Government representatives and the National Strike Committee disagreed on the extent to which other economic and social sectors should be involved in the talks, said Diego Molano from the president’s office.
The committee also requested that the riot police ESMAD not be present during nationwide rallies planned for Wednesday, but the authorities said they had to protect citizens from eventual violence and could not give such guarantees, Molano added.
The protests started on November 21, when about 250,000 people across the country demonstrated against economic reforms, a funding shortage for education and killings of community leaders by armed groups.
Smaller rallies have taken place daily since then, and nationwide protests were staged again last week.

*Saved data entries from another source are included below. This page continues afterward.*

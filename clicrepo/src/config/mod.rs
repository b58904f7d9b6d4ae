//! Configuration: the INI file, its keys, and derived runtime settings.

mod download;
mod error;
mod file;
mod keys;

pub use download::DownloadConfig;
pub use error::{ConfigError, ConfigResult};
pub use file::{
    config_file_path, ConfigFile, DownloadSettings, LoggingSettings, RepositorySettings,
    DEFAULT_BASE_URL, DEFAULT_SITE_URL,
};
pub use keys::ConfigKey;
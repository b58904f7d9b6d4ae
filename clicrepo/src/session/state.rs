//! Session state machine.
//!
//! The session never mutates its state directly: every change goes through
//! [`transition`], which returns `None` for events that are not valid in the
//! current state. Late events from a cancelled run are dropped that way.

use std::fmt;

use super::artifact::Artifact;

/// Observable state of a download session.
#[derive(Debug, Clone, Default)]
pub enum SessionState {
    /// Nothing running, nothing produced.
    #[default]
    Idle,
    /// Fetching project files.
    Downloading { completed: usize, total: usize },
    /// Building the archive.
    Compressing { percent: u8 },
    /// Archive ready to be saved.
    Ready(Artifact),
    /// The last run failed.
    Error(String),
    /// The last run was cancelled by the user.
    Cancelled,
}

/// Inputs to the state machine.
#[derive(Debug, Clone)]
pub enum SessionEvent {
    /// A new run begins with `total` files to fetch.
    Start { total: usize },
    /// One more file was fetched.
    FileDownloaded { completed: usize },
    /// Every file was fetched.
    DownloadsFinished,
    /// Compression advanced.
    CompressProgress(u8),
    /// The archive was produced.
    Compressed(Artifact),
    /// A download or compression failure.
    Failed(String),
    /// User cancellation.
    Cancel,
    /// The artifact was handed over for saving.
    ArtifactTaken,
}

impl SessionState {
    /// Short name used in logs and usage errors.
    pub fn name(&self) -> &'static str {
        match self {
            Self::Idle => "idle",
            Self::Downloading { .. } => "downloading",
            Self::Compressing { .. } => "compressing",
            Self::Ready(_) => "ready",
            Self::Error(_) => "error",
            Self::Cancelled => "cancelled",
        }
    }

    /// Whether a run is in progress.
    pub fn is_busy(&self) -> bool {
        matches!(self, Self::Downloading { .. } | Self::Compressing { .. })
    }

    /// Whether `start` is allowed.
    pub fn can_start(&self) -> bool {
        !self.is_busy()
    }

    /// Whether the artifact can be taken.
    pub fn is_ready(&self) -> bool {
        matches!(self, Self::Ready(_))
    }

    /// Overall phase progress as a whole percentage.
    pub fn progress_percent(&self) -> u8 {
        match self {
            Self::Downloading { completed, total } => crate::download::percent(*completed, *total),
            Self::Compressing { percent } => *percent,
            Self::Ready(_) => 100,
            _ => 0,
        }
    }
}

impl fmt::Display for SessionState {
    fn fmt(&self, f: &mut fmt::Formatter<'_>) -> fmt::Result {
        match self {
            Self::Downloading { completed, total } => {
                write!(f, "downloading ({}/{})", completed, total)
            }
            Self::Compressing { percent } => write!(f, "compressing ({}%)", percent),
            Self::Ready(artifact) => write!(f, "ready ({})", artifact.file_name),
            Self::Error(msg) => write!(f, "error: {}", msg),
            other => f.write_str(other.name()),
        }
    }
}

/// Compute the next state, or `None` if `event` is invalid in `state`.
pub fn transition(state: &SessionState, event: SessionEvent) -> Option<SessionState> {
    use SessionEvent as E;
    use SessionState as S;

    match (state, event) {
        (s, E::Start { total }) if s.can_start() => Some(S::Downloading {
            completed: 0,
            total,
        }),
        (S::Downloading { total, .. }, E::FileDownloaded { completed }) => Some(S::Downloading {
            completed,
            total: *total,
        }),
        (S::Downloading { .. }, E::DownloadsFinished) => Some(S::Compressing { percent: 0 }),
        (S::Compressing { .. }, E::CompressProgress(percent)) => {
            Some(S::Compressing { percent })
        }
        (S::Compressing { .. }, E::Compressed(artifact)) => Some(S::Ready(artifact)),
        (S::Downloading { .. } | S::Compressing { .. }, E::Failed(msg)) => Some(S::Error(msg)),
        (S::Idle, E::Cancel) => Some(S::Idle),
        (_, E::Cancel) => Some(S::Cancelled),
        (S::Ready(_), E::ArtifactTaken) => Some(S::Idle),
        _ => None,
    }
}

#[cfg(test)]
mod tests {
    use super::*;
    use bytes::Bytes;

    fn artifact() -> Artifact {
        Artifact::new("p1.scorm.zip", Bytes::from_static(b"PK"), 3)
    }

    #[test]
    fn test_happy_path() {
        let s = SessionState::Idle;
        let s = transition(&s, SessionEvent::Start { total: 2 }).unwrap();
        assert!(matches!(s, SessionState::Downloading { completed: 0, total: 2 }));

        let s = transition(&s, SessionEvent::FileDownloaded { completed: 2 }).unwrap();
        assert_eq!(s.progress_percent(), 100);

        let s = transition(&s, SessionEvent::DownloadsFinished).unwrap();
        assert!(matches!(s, SessionState::Compressing { percent: 0 }));

        let s = transition(&s, SessionEvent::CompressProgress(50)).unwrap();
        assert_eq!(s.progress_percent(), 50);

        let s = transition(&s, SessionEvent::Compressed(artifact())).unwrap();
        assert!(s.is_ready());

        let s = transition(&s, SessionEvent::ArtifactTaken).unwrap();
        assert!(matches!(s, SessionState::Idle));
    }

    #[test]
    fn test_start_rejected_while_busy() {
        let downloading = SessionState::Downloading {
            completed: 0,
            total: 1,
        };
        assert!(transition(&downloading, SessionEvent::Start { total: 1 }).is_none());
        let compressing = SessionState::Compressing { percent: 10 };
        assert!(transition(&compressing, SessionEvent::Start { total: 1 }).is_none());
    }

    #[test]
    fn test_start_allowed_from_terminal_states() {
        for state in [
            SessionState::Idle,
            SessionState::Ready(artifact()),
            SessionState::Error("x".to_string()),
            SessionState::Cancelled,
        ] {
            assert!(
                transition(&state, SessionEvent::Start { total: 0 }).is_some(),
                "start from {state}"
            );
        }
    }

    #[test]
    fn test_cancel_from_any_state() {
        assert!(matches!(
            transition(&SessionState::Idle, SessionEvent::Cancel),
            Some(SessionState::Idle)
        ));
        for state in [
            SessionState::Downloading {
                completed: 1,
                total: 3,
            },
            SessionState::Compressing { percent: 3 },
            SessionState::Ready(artifact()),
            SessionState::Error("x".to_string()),
            SessionState::Cancelled,
        ] {
            assert!(matches!(
                transition(&state, SessionEvent::Cancel),
                Some(SessionState::Cancelled)
            ));
        }
    }

    #[test]
    fn test_late_events_after_cancel_are_dropped() {
        let s = SessionState::Cancelled;
        assert!(transition(&s, SessionEvent::FileDownloaded { completed: 1 }).is_none());
        assert!(transition(&s, SessionEvent::DownloadsFinished).is_none());
        assert!(transition(&s, SessionEvent::Compressed(artifact())).is_none());
        assert!(transition(&s, SessionEvent::Failed("x".to_string())).is_none());
    }

    #[test]
    fn test_artifact_taken_only_when_ready() {
        assert!(transition(&SessionState::Idle, SessionEvent::ArtifactTaken).is_none());
        assert!(transition(&SessionState::Cancelled, SessionEvent::ArtifactTaken).is_none());
    }

    #[test]
    fn test_display() {
        let s = SessionState::Downloading {
            completed: 1,
            total: 4,
        };
        assert_eq!(s.to_string(), "downloading (1/4)");
        assert_eq!(SessionState::Cancelled.to_string(), "cancelled");
    }
}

President Ivan Duque’s government on Monday accepted the strike committee’s request for exclusive talks. However, it wants to place them in the context of a parallel “national dialogue” with other sectors.
The committee, which includes trade unions and civil society groups, has refused to call off Wednesday’s marches. It is due to meet government representatives again on Thursday.
Protests have occasionally turned violent, leading to clashes, looting and acts of vandalism.
The death toll on Monday rose to at least five, when a young demonstrator died from injuries caused by explosives he was carrying in Medellin.
With the protests, Colombia joined a wave of civil unrest in Latin America that has swept countries such as Ecuador, Chile and Bolivia.